> **Problem to solve**
Search the listing for the word "geosplit" and return each line that contains it.

──────────────────────────────

//! Tests for taxon vocabulary and synthetic data helpers

use std::collections::BTreeSet;

use geosplit::synthetic::{taxonomy_for, SyntheticScenario};
use geosplit::{Observation, OverlapColumns, TaxonRank, TaxonVocabulary};

fn sample() -> Vec<Observation> {
    vec![
        Observation::new(1, 0.0, 0.0, "Acer rubrum").with_taxonomy("Acer", "Sapindaceae"),
        Observation::new(2, 0.0, 0.0, "Quercus alba").with_taxonomy("Quercus", "Fagaceae"),
        Observation::new(3, 0.0, 0.0, "Acer saccharum").with_taxonomy("Acer", "Sapindaceae"),
    ]
}

#[test]
fn test_first_seen_order() {
    let vocab = TaxonVocabulary::from_observations(&sample());
    assert_eq!(
        vocab.species,
        vec!["Acer rubrum", "Quercus alba", "Acer saccharum"]
    );
    assert_eq!(vocab.genus, vec!["Acer", "Quercus"]);
    assert_eq!(vocab.id(TaxonRank::Family, "Fagaceae"), Some(1));
    assert_eq!(vocab.label(TaxonRank::Genus, 0), Some("Acer"));
    assert_eq!(vocab.id(TaxonRank::Species, "Pinus strobus"), None);
}

#[test]
fn test_encode_row() {
    let observations = sample();
    let vocab = TaxonVocabulary::from_observations(&observations);
    let overlap = OverlapColumns {
        overlapping_species: ["Quercus alba", "Acer rubrum", "Unknown"]
            .iter()
            .map(|s| s.to_string())
            .collect(),
        ..OverlapColumns::default()
    };

    let ids = vocab.encode(&observations[2], &overlap);
    assert_eq!(ids.species_id, 2);
    assert_eq!(ids.genus_id, 0);
    assert_eq!(ids.family_id, 0);
    // Unknown labels are skipped, ids sorted
    assert_eq!(ids.overlapping_species_ids, vec![0, 1]);
}

#[test]
fn test_reindex_after_json() {
    let vocab = TaxonVocabulary::from_observations(&sample());
    let json = serde_json::to_string(&vocab).unwrap();

    let mut restored: TaxonVocabulary = serde_json::from_str(&json).unwrap();
    assert_eq!(restored.id(TaxonRank::Species, "Quercus alba"), None);
    restored.reindex();
    assert_eq!(restored.id(TaxonRank::Species, "Quercus alba"), Some(1));
    assert_eq!(restored, vocab);
}

#[test]
fn test_synthetic_deterministic() {
    let scenario = SyntheticScenario {
        site_count: 4,
        observations_per_site: 10,
        seed: 99,
        ..SyntheticScenario::default()
    };
    let a = scenario.generate();
    let b = scenario.generate();

    assert_eq!(a.observations, b.observations);
    assert_eq!(a.metadata.total_observations, 40);
    assert_eq!(a.metadata.site_centres.len(), 4);
    assert_eq!(a.site_of[39], 3);

    let ids: BTreeSet<u64> = a.observations.iter().map(|o| o.id).collect();
    assert_eq!(ids.len(), 40);
}

#[test]
fn test_taxonomy_for() {
    let (species, genus, family) = taxonomy_for(10);
    assert_eq!(genus, "Genus03");
    assert_eq!(family, "Family01");
    assert_eq!(species, "Genus03 sp010");
}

──────────────────────────────

> **Task response**
use geosplit::synthetic::{taxonomy_for, SyntheticScenario};
use geosplit::{Observation, OverlapColumns, TaxonRank, TaxonVocabulary};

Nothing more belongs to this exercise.